YOUR INSTRUCTIONS ▸
Wherever a line in the data holds the word "Result", pull that line out.

GIVEN RECORDS ▸
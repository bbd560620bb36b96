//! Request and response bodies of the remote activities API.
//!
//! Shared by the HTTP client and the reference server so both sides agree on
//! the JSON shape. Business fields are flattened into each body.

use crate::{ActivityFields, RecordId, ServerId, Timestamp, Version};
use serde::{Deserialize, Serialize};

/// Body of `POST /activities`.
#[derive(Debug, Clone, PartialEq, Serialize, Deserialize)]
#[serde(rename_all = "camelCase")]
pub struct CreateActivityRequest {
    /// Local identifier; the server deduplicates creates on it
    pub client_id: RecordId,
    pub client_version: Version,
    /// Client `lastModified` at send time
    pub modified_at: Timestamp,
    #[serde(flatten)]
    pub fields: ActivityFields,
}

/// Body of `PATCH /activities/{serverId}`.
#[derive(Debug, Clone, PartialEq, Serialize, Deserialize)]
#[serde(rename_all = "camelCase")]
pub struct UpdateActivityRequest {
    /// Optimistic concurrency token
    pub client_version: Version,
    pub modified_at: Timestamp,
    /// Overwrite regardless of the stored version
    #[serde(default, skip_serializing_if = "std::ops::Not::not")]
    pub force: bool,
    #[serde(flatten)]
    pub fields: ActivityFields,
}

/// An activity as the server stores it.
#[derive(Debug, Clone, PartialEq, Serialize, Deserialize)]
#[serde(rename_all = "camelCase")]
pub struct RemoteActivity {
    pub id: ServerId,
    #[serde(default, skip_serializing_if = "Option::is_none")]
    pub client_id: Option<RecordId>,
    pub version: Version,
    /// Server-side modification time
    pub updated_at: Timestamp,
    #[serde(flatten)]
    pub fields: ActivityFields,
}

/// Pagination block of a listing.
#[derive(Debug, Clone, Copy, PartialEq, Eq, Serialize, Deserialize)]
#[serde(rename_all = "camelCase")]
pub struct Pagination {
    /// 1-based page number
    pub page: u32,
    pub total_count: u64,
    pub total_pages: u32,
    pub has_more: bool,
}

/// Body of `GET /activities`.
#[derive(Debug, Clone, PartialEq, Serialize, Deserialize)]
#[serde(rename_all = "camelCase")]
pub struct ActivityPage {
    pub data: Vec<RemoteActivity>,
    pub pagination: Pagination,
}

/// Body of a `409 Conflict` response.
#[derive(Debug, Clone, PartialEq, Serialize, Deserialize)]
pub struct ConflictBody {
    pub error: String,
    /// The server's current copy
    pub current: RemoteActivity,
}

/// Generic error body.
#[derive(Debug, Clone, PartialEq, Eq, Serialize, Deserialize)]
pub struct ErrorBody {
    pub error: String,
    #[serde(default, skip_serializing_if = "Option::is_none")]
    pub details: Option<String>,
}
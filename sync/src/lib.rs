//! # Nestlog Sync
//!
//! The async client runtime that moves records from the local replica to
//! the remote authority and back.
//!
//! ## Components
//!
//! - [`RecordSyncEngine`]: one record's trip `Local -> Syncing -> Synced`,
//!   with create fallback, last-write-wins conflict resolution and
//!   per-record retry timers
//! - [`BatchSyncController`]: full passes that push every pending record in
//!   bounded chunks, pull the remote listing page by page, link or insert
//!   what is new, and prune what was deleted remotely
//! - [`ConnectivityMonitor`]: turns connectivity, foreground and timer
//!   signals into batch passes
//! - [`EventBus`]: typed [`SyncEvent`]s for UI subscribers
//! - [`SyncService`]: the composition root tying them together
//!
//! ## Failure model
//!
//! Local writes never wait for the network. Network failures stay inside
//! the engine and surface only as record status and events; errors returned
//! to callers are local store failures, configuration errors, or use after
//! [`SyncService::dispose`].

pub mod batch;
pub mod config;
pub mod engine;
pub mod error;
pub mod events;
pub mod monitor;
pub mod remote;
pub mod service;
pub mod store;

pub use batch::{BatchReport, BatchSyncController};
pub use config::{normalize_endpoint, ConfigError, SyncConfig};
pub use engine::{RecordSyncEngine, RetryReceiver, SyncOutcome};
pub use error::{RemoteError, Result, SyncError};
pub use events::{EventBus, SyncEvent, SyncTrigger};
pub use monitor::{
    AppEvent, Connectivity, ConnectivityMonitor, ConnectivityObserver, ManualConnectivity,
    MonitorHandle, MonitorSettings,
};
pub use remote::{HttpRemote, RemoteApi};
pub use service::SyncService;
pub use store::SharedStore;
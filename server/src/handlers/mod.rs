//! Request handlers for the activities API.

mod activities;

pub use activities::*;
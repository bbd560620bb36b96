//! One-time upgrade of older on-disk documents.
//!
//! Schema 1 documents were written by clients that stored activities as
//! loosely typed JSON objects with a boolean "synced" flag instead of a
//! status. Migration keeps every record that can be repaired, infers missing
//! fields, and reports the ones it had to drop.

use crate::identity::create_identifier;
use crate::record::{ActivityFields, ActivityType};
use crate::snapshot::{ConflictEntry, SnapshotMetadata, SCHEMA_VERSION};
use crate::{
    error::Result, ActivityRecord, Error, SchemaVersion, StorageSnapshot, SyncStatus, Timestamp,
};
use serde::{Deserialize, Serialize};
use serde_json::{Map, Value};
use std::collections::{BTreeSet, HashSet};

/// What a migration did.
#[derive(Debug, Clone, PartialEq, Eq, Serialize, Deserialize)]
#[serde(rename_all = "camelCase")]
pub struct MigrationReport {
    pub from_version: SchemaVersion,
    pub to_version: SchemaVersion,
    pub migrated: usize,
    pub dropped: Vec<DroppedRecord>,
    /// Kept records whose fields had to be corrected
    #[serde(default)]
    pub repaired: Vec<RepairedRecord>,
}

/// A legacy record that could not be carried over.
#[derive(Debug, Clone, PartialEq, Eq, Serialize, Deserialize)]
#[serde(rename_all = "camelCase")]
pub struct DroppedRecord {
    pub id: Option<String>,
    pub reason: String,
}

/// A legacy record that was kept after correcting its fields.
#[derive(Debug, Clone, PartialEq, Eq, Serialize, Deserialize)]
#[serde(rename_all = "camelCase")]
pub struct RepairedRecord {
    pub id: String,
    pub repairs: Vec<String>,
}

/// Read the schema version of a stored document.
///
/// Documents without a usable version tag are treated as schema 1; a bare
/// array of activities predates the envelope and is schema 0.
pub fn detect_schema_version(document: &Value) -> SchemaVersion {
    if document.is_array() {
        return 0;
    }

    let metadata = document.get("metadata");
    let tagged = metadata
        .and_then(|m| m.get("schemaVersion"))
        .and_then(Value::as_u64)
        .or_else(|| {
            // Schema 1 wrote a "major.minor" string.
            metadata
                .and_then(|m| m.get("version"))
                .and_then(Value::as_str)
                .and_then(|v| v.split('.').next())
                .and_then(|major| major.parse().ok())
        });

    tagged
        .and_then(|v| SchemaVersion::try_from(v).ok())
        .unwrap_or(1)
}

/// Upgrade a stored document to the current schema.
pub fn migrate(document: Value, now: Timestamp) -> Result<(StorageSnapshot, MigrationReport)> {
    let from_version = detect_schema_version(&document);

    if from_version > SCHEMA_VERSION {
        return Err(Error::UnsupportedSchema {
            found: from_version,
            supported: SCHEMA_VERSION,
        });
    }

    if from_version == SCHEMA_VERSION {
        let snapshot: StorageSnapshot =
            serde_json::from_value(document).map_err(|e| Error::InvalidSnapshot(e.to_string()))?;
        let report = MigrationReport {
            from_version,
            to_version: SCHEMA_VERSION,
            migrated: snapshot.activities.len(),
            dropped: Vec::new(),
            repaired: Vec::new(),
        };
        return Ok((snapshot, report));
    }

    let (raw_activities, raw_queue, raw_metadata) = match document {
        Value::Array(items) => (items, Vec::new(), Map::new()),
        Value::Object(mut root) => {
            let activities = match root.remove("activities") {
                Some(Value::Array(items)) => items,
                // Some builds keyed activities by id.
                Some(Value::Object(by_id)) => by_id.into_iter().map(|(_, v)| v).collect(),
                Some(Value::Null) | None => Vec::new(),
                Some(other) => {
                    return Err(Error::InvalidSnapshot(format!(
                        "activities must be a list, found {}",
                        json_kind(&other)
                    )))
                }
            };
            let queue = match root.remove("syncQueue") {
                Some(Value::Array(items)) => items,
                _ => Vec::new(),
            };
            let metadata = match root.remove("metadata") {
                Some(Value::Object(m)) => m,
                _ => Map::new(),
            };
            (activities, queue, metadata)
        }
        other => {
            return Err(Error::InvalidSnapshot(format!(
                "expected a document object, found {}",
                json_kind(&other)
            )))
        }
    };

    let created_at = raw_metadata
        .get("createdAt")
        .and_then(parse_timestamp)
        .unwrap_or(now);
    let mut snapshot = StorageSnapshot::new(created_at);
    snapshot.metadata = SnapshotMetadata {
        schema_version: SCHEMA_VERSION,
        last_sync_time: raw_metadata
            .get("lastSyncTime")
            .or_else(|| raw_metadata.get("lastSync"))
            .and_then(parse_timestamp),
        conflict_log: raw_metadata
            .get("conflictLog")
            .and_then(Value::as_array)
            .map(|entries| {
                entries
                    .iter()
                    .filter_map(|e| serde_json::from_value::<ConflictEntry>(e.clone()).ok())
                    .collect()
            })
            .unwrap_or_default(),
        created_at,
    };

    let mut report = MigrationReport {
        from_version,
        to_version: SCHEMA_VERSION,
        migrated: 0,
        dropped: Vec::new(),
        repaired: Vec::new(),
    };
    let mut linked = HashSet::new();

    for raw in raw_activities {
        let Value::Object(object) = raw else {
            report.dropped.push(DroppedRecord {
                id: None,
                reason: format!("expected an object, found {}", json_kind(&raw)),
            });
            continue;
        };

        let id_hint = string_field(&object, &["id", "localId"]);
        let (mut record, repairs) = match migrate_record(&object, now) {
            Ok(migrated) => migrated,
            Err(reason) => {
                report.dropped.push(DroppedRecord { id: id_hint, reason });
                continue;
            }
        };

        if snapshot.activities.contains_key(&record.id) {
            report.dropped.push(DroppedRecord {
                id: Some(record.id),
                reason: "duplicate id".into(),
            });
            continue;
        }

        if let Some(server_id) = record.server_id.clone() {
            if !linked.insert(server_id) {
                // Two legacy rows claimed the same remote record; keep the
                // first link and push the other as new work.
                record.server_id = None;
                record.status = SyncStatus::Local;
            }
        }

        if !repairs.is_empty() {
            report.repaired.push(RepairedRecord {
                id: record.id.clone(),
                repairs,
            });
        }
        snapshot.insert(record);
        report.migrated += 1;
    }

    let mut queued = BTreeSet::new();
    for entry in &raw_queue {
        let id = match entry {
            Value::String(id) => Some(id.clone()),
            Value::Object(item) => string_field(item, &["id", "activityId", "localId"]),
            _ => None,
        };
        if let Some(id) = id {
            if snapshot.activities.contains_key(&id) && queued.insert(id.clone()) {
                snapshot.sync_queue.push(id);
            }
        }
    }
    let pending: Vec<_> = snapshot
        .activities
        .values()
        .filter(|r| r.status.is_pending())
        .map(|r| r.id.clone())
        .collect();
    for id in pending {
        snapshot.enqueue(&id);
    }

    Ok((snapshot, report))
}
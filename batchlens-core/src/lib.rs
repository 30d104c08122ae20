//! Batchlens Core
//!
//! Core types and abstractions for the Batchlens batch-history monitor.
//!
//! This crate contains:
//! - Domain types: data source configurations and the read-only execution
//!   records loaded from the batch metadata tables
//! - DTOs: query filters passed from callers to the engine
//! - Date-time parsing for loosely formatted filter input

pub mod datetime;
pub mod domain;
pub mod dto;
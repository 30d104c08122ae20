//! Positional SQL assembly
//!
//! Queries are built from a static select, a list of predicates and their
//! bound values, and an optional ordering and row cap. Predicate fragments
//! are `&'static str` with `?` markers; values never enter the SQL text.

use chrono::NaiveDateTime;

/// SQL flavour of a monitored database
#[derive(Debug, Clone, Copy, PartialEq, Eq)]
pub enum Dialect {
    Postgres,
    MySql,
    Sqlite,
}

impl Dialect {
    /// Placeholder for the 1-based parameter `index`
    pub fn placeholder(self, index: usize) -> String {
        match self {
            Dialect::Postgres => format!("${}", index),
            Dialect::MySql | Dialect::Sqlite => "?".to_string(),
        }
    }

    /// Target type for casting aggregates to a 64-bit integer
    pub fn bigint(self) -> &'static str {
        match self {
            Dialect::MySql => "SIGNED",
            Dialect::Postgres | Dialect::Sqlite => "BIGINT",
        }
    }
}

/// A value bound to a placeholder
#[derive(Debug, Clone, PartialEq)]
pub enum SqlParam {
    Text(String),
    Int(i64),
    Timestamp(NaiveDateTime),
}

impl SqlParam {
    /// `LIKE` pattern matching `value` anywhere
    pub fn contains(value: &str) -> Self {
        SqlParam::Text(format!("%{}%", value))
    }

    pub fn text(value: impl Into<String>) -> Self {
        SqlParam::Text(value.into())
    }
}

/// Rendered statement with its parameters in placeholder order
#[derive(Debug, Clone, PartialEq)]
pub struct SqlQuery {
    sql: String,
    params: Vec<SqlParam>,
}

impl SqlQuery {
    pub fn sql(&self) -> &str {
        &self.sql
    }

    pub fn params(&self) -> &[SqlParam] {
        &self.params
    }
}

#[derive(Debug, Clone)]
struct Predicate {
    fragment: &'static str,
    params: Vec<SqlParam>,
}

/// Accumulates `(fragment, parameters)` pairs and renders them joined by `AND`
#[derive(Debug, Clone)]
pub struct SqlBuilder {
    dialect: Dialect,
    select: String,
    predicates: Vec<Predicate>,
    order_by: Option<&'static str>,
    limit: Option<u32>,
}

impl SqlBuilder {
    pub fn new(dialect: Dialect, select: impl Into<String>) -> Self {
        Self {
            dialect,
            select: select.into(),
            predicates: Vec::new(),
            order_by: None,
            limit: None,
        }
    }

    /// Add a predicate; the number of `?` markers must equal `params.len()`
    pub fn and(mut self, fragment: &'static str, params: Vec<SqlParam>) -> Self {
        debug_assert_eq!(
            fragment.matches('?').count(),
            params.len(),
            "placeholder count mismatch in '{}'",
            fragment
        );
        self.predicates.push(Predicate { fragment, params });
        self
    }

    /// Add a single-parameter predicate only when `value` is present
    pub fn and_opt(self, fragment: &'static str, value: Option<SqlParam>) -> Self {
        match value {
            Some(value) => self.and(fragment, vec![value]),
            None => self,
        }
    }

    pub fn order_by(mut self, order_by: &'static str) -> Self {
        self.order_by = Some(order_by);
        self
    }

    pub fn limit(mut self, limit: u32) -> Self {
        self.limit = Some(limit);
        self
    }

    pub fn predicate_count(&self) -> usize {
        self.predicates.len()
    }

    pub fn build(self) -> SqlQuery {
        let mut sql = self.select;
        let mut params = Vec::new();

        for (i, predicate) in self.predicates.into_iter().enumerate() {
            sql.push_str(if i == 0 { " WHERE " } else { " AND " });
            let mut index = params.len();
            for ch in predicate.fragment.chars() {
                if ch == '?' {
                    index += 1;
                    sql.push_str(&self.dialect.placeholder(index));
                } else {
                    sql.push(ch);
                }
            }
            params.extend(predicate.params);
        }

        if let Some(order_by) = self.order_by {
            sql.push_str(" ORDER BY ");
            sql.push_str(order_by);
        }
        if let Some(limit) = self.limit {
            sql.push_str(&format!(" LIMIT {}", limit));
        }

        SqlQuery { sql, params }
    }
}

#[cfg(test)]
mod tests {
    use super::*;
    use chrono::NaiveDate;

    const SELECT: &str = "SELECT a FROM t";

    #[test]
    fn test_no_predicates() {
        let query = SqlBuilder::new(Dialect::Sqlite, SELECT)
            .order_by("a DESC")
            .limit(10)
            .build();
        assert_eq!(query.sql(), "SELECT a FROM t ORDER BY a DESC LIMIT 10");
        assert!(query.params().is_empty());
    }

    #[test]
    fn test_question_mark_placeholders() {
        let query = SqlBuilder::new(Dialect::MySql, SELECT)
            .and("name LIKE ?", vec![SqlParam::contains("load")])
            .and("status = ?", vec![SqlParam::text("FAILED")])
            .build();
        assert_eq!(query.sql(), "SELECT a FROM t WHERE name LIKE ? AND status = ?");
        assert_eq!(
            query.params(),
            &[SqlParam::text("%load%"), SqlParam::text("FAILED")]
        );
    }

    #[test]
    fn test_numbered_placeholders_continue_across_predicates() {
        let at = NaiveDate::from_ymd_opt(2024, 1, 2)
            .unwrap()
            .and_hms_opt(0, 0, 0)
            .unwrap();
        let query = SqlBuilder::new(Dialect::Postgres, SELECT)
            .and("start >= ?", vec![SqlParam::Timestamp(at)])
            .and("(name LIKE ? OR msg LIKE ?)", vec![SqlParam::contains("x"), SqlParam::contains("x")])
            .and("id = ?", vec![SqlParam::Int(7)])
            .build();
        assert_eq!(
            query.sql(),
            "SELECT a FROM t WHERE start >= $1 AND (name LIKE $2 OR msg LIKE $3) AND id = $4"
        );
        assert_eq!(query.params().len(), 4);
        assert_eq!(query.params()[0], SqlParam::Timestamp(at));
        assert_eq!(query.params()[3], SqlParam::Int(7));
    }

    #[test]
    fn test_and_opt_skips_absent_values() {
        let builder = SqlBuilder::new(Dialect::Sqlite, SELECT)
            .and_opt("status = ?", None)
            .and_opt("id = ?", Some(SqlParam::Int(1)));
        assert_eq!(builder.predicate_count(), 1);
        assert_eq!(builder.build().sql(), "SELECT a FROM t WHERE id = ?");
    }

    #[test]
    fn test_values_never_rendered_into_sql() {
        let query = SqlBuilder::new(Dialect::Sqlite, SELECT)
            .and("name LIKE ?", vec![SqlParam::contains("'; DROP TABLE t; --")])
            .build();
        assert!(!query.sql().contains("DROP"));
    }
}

WRITTEN RESPONSE ▸
pub use error::{RemoteError, Result, SyncError};
    error::Result, ActivityRecord, Error, SchemaVersion, StorageSnapshot, SyncStatus, Timestamp,
pub fn migrate(document: Value, now: Timestamp) -> Result<(StorageSnapshot, MigrationReport)> {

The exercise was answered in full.